Tribunal Administratif de Marseille — Décision N° TA13-2111196

jeudi 14 mars 2024

JuridictionTribunal Administratif de Marseille
SectionTribunal Administratif de Marseille
N° DossierTA13-2111196
TypeDécision
RecoursExcès de pouvoir
Formation3ème Chambre
Avocat requérantZERROUKI

Texte intégral

Vu la procédure suivante :

Par une requête, enregistrée le 24 décembre 2021, Mme A B, représentée par Me Zerrouki, demande au tribunal :

1°) d'annuler l'arrêté du 8 octobre 2021 par lequel le préfet des Bouches-du-Rhône a rejeté sa demande de renouvellement de titre de séjour ;

2°) d'enjoindre au préfet des Bouches-du-Rhône de lui délivrer un certificat de résidence algérien portant la mention " vie privée et familiale " ou, à défaut, de réexaminer sa demande, ce dans un délai de deux mois à compter de la notification du jugement, sous astreinte de 100 euros par jour de retard et de lui délivrer dans l'attente, dans un délai de dix jours, une autorisation provisoire de séjour ;

3°) de mettre à la charge de l'État le versement de la somme de 1 500 euros à Me Zerrouki au titre de l'article L. 761-1 du code de justice administrative et de l'article 37 de la loi du 10 juillet 1991.

Elle soutient que :

- la signataire de l'arrêté était incompétente ;

- la décision méconnaît les stipulations du 7 de l'article 6 de l'accord franco-algérien dès lors qu'elle ne peut effectivement bénéficier en Algérie d'un traitement approprié ;

- la décision porte atteinte à son droit au respect de sa vie privée et familiale ;

- la décision méconnaît l'intérêt supérieur de son enfant.

Par un mémoire en défense, enregistré le 20 janvier 2022, le préfet des Bouches-du-Rhône sollicite le rejet de la requête en faisant valoir que les moyens soulevés ne sont pas fondés.

Un mémoire, enregistré le 13 février 2024, présenté par Mme B, n'a pas été communiqué.

Vu les autres pièces du dossier.

Vu :

- l'accord franco-algérien du 28 décembre 1967 ;

- la loi n° 91-647 du 10 juillet 1991 ;

- le code de justice administrative.

Le président de la formation de jugement a dispensé la rapporteure publique, sur sa proposition, de prononcer des conclusions à l'audience.

Les parties ont été régulièrement averties du jour de l'audience.

Ont été entendus au cours de l'audience publique :

- le rapport de M. Gonneau, président-rapporteur

- et les observations de Me Zerrouki, représentant Mme B.

Considérant ce qui suit :

1. Par un arrêté du 8 octobre 2021, le préfet des Bouches-du-Rhône a rejeté la demande de renouvellement de titre de séjour présenté par Mme B, ressortissante algérienne.
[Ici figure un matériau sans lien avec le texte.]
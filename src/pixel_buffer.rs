//! Host frames to flat pixel buffers.
//!
//! The filter graph hands out frames whose rows may be padded for
//! alignment. [`PixelBufferAdapter`] exposes each frame as one contiguous
//! run of `width × height × bytes_per_pixel` bytes: the frame's own plane
//! when its rows are already tightly packed, otherwise a compacted copy in a
//! buffer the adapter reuses from frame to frame.
//!
//! An [`OutputFrame`] borrows from the pipeline, so the borrow checker
//! rejects holding one across the next
//! [`Pipeline::next_frame`](crate::Pipeline::next_frame) call. Use
//! [`OutputFrame::to_owned_frame`] to keep a frame around.

use std::slice;

use image::{DynamicImage, GrayImage, ImageBuffer, Luma, RgbImage, RgbaImage};

use crate::configuration::PixelFormat;
use crate::error::PipelineError;
use crate::frame::HostFrame;
use crate::metadata::{FrameMetadata, FrameTime};

/// Copy `height` rows of `row_bytes` each out of `data`, whose rows start
/// `stride` bytes apart, into `output` (which is cleared first).
///
/// # Errors
///
/// Returns [`PipelineError::Runtime`] if `stride` is shorter than a row or
/// `data` is too small for the declared shape.
pub fn compact_rows(
    data: &[u8],
    stride: usize,
    row_bytes: usize,
    height: usize,
    output: &mut Vec<u8>,
) -> Result<(), PipelineError> {
    if stride < row_bytes {
        return Err(PipelineError::Runtime(format!(
            "Row stride {stride} is shorter than a {row_bytes}-byte row"
        )));
    }
    let required = match height {
        0 => 0,
        rows => (rows - 1) * stride + row_bytes,
    };
    if data.len() < required {
        return Err(PipelineError::Runtime(format!(
            "Plane holds {} bytes, {required} needed for {height} rows",
            data.len()
        )));
    }

    output.clear();
    output.reserve(row_bytes * height);
    for row in 0..height {
        let start = row * stride;
        output.extend_from_slice(&data[start..start + row_bytes]);
    }
    Ok(())
}

/// Turns filtered [`HostFrame`]s into contiguous [`OutputFrame`]s.
///
/// Created with the graph's negotiated output shape; frames that do not
/// match it are rejected rather than exposed with a wrong shape.
#[derive(Debug)]
pub struct PixelBufferAdapter {
    width: u32,
    height: u32,
    pixel_format: PixelFormat,
    buffer: Vec<u8>,
    zero_copy: bool,
}

impl PixelBufferAdapter {
    /// Create an adapter for frames of the given shape.
    pub fn new(width: u32, height: u32, pixel_format: PixelFormat) -> Self {
        Self {
            width,
            height,
            pixel_format,
            buffer: Vec::new(),
            zero_copy: false,
        }
    }

    /// Bytes in one tightly packed row.
    pub fn row_bytes(&self) -> usize {
        self.width as usize * self.pixel_format.bytes_per_pixel()
    }

    /// Total bytes of one adapted frame.
    pub fn frame_bytes(&self) -> usize {
        self.row_bytes() * self.height as usize
    }

    /// Expose `frame` as a contiguous buffer.
    ///
    /// # Errors
    ///
    /// Returns [`PipelineError::Runtime`] if the frame's shape or layout
    /// differs from the adapter's, or its plane is missing or truncated.
    pub fn adapt<'a>(
        &'a mut self,
        frame: &'a HostFrame,
        metadata: FrameMetadata,
    ) -> Result<OutputFrame<'a>, PipelineError> {
        self.prepare(frame)?;
        Ok(self.view(frame, metadata))
    }

    /// Check `frame` and compact its rows if they are padded.
    pub(crate) fn prepare(&mut self, frame: &HostFrame) -> Result<(), PipelineError> {
        if frame.width() != self.width
            || frame.height() != self.height
            || PixelFormat::from_ffmpeg_pixel(frame.format()) != Some(self.pixel_format)
        {
            return Err(PipelineError::Runtime(format!(
                "Filtered frame is {:?} {}x{}, expected {} {}x{}",
                frame.format(),
                frame.width(),
                frame.height(),
                self.pixel_format,
                self.width,
                self.height,
            )));
        }

        let row_bytes = self.row_bytes();
        let height = self.height as usize;
        let (plane, linesize) = plane_of(frame);
        if plane.is_null() {
            return Err(PipelineError::Runtime(
                "Filtered frame has no pixel data".to_string(),
            ));
        }

        self.zero_copy = linesize > 0 && linesize as usize == row_bytes;
        if self.zero_copy {
            return Ok(());
        }

        if linesize > 0 {
            let stride = linesize as usize;
            let plane_length = match height {
                0 => 0,
                rows => (rows - 1) * stride + row_bytes,
            };
            let data = unsafe { slice::from_raw_parts(plane, plane_length) };
            return compact_rows(data, stride, row_bytes, height, &mut self.buffer);
        }

        // Bottom-up rows (e.g. after `vflip`): each row is contiguous, rows
        // step backwards.
        if linesize.unsigned_abs() < row_bytes {
            return Err(PipelineError::Runtime(format!(
                "Row stride {linesize} is shorter than a {row_bytes}-byte row"
            )));
        }
        self.buffer.clear();
        self.buffer.reserve(row_bytes * height);
        for row in 0..height {
            let row_data =
                unsafe { slice::from_raw_parts(plane.offset(row as isize * linesize), row_bytes) };
            self.buffer.extend_from_slice(row_data);
        }
        Ok(())
    }

    /// View the frame last passed to [`prepare`](PixelBufferAdapter::prepare).
    pub(crate) fn view<'a>(&'a self, frame: &'a HostFrame, metadata: FrameMetadata) -> OutputFrame<'a> {
        let data: &'a [u8] = if self.zero_copy {
            let (plane, _) = plane_of(frame);
            unsafe { slice::from_raw_parts(plane, self.frame_bytes()) }
        } else {
            &self.buffer
        };

        OutputFrame {
            data,
            width: self.width,
            height: self.height,
            pixel_format: self.pixel_format,
            metadata,
        }
    }
}

fn plane_of(frame: &HostFrame) -> (*const u8, isize) {
    unsafe {
        let raw = frame.as_video_frame().as_ptr();
        ((*raw).data[0] as *const u8, (*raw).linesize[0] as isize)
    }
}

/// One delivered frame, borrowed from the pipeline.
///
/// Rows are tightly packed: [`stride`](OutputFrame::stride) is always
/// `width × bytes_per_pixel` and the buffer is exactly
/// `stride × height` bytes.
#[derive(Debug, Clone, Copy)]
pub struct OutputFrame<'a> {
    data: &'a [u8],
    width: u32,
    height: u32,
    pixel_format: PixelFormat,
    metadata: FrameMetadata,
}

impl<'a> OutputFrame<'a> {
    /// Width in pixels.
    pub fn width(&self) -> u32 {
        self.width
    }

    /// Height in pixels.
    pub fn height(&self) -> u32 {
        self.height
    }

    /// Pixel layout of the buffer.
    pub fn pixel_format(&self) -> PixelFormat {
        self.pixel_format
    }

    /// Bytes per row.
    pub fn stride(&self) -> usize {
        self.width as usize * self.pixel_format.bytes_per_pixel()
    }

    /// Interleaved channels per pixel.
    pub fn channels(&self) -> usize {
        self.pixel_format.channels()
    }

    /// The contiguous pixel bytes.
    pub fn data(&self) -> &'a [u8] {
        self.data
    }

    /// Length of the pixel buffer in bytes.
    pub fn len(&self) -> usize {
        self.data.len()
    }

    /// Returns `true` for a zero-sized frame.
    pub fn is_empty(&self) -> bool {
        self.data.is_empty()
    }

    /// Per-frame metadata.
    pub fn metadata(&self) -> FrameMetadata {
        self.metadata
    }

    /// Shorthand for `metadata().frame_id`.
    pub fn frame_id(&self) -> u64 {
        self.metadata.frame_id
    }

    /// Shorthand for `metadata().pts`.
    pub fn pts(&self) -> Option<i64> {
        self.metadata.pts
    }

    /// Shorthand for `metadata().time`.
    pub fn time(&self) -> FrameTime {
        self.metadata.time
    }

    /// Copy the pixel bytes.
    pub fn to_vec(&self) -> Vec<u8> {
        self.data.to_vec()
    }

    /// Copy the frame so it outlives the next pull.
    pub fn to_owned_frame(&self) -> OwnedFrame {
        OwnedFrame {
            data: self.data.to_vec(),
            width: self.width,
            height: self.height,
            pixel_format: self.pixel_format,
            metadata: self.metadata,
        }
    }

    /// Convert to an [`image::DynamicImage`]. BGR-ordered layouts are
    /// swizzled to RGB.
    ///
    /// # Errors
    ///
    /// Returns [`PipelineError::Runtime`] if the buffer does not match its
    /// declared shape.
    pub fn to_image(&self) -> Result<DynamicImage, PipelineError> {
        pixels_to_image(self.data, self.width, self.height, self.pixel_format)
    }
}

/// A delivered frame copied out of the pipeline.
#[derive(Debug, Clone, PartialEq)]
pub struct OwnedFrame {
    data: Vec<u8>,
    width: u32,
    height: u32,
    pixel_format: PixelFormat,
    metadata: FrameMetadata,
}

impl OwnedFrame {
    /// Width in pixels.
    pub fn width(&self) -> u32 {
        self.width
    }

    /// Height in pixels.
    pub fn height(&self) -> u32 {
        self.height
    }

    /// Pixel layout of the buffer.
    pub fn pixel_format(&self) -> PixelFormat {
        self.pixel_format
    }

    /// Bytes per row.
    pub fn stride(&self) -> usize {
        self.width as usize * self.pixel_format.bytes_per_pixel()
    }

    /// The contiguous pixel bytes.
    pub fn data(&self) -> &[u8] {
        &self.data
    }

    /// Per-frame metadata.
    pub fn metadata(&self) -> FrameMetadata {
        self.metadata
    }

    /// Take the pixel bytes.
    pub fn into_data(self) -> Vec<u8> {
        self.data
    }

    /// Convert to an [`image::DynamicImage`].
    ///
    /// # Errors
    ///
    /// Returns [`PipelineError::Runtime`] if the buffer does not match its
    /// declared shape.
    pub fn to_image(&self) -> Result<DynamicImage, PipelineError> {
        pixels_to_image(&self.data, self.width, self.height, self.pixel_format)
    }
}

fn pixels_to_image(
    data: &[u8],
    width: u32,
    height: u32,
    pixel_format: PixelFormat,
) -> Result<DynamicImage, PipelineError> {
    let shape_error = || {
        PipelineError::Runtime(format!(
            "Failed to construct {pixel_format} image from a {}-byte buffer at {width}x{height}",
            data.len()
        ))
    };

    match pixel_format {
        PixelFormat::Rgb24 => RgbImage::from_raw(width, height, data.to_vec())
            .map(DynamicImage::ImageRgb8)
            .ok_or_else(shape_error),
        PixelFormat::Bgr24 => RgbImage::from_raw(width, height, swizzle(data, 3, [2, 1, 0, 0]))
            .map(DynamicImage::ImageRgb8)
            .ok_or_else(shape_error),
        PixelFormat::Rgba => RgbaImage::from_raw(width, height, data.to_vec())
            .map(DynamicImage::ImageRgba8)
            .ok_or_else(shape_error),
        PixelFormat::Bgra => RgbaImage::from_raw(width, height, swizzle(data, 4, [2, 1, 0, 3]))
            .map(DynamicImage::ImageRgba8)
            .ok_or_else(shape_error),
        PixelFormat::Argb => RgbaImage::from_raw(width, height, swizzle(data, 4, [1, 2, 3, 0]))
            .map(DynamicImage::ImageRgba8)
            .ok_or_else(shape_error),
        PixelFormat::Abgr => RgbaImage::from_raw(width, height, swizzle(data, 4, [3, 2, 1, 0]))
            .map(DynamicImage::ImageRgba8)
            .ok_or_else(shape_error),
        PixelFormat::Gray8 => GrayImage::from_raw(width, height, data.to_vec())
            .map(DynamicImage::ImageLuma8)
            .ok_or_else(shape_error),
        PixelFormat::Gray16Le => {
            let samples = data
                .chunks_exact(2)
                .map(|pair| u16::from_le_bytes([pair[0], pair[1]]))
                .collect();
            ImageBuffer::<Luma<u16>, Vec<u16>>::from_raw(width, height, samples)
                .map(DynamicImage::ImageLuma16)
                .ok_or_else(shape_error)
        }
    }
}

/// Reorder each `channels`-byte pixel so output byte `i` is input byte
/// `order[i]`.
fn swizzle(data: &[u8], channels: usize, order: [usize; 4]) -> Vec<u8> {
    let mut output = Vec::with_capacity(data.len());
    for pixel in data.chunks_exact(channels) {
        output.extend(order[..channels].iter().map(|&index| pixel[index]));
    }
    output
}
Celle-ci demande l'annulation de cette décision.

2. Aux termes du 7 de l'article 6 de l'accord franco-algérien : " Le certificat de résidence d'un an portant la mention " vie privée et familiale " est délivré de plein droit : () 7 au ressortissant algérien, résidant habituellement en France, dont l'état de santé nécessite une prise en charge médicale dont le défaut pourrait entraîner pour lui des conséquences d'une exceptionnelle gravité, sous réserve qu'il ne puisse pas effectivement bénéficier d'un traitement approprié dans son pays () ".

3. Il appartient au juge, pour contrôler si l'administration a correctement apprécié les possibilités d'accès effectif aux soins en Algérie, de se prononcer au vu de l'ensemble des éléments du dossier. Lorsque le collège de médecins de l'Office français de l'immigration et de l'intégration a estimé que les soins nécessaires étaient disponibles dans ce pays, il appartient à l'étranger d'apporter tous éléments de nature à infirmer cette affirmation.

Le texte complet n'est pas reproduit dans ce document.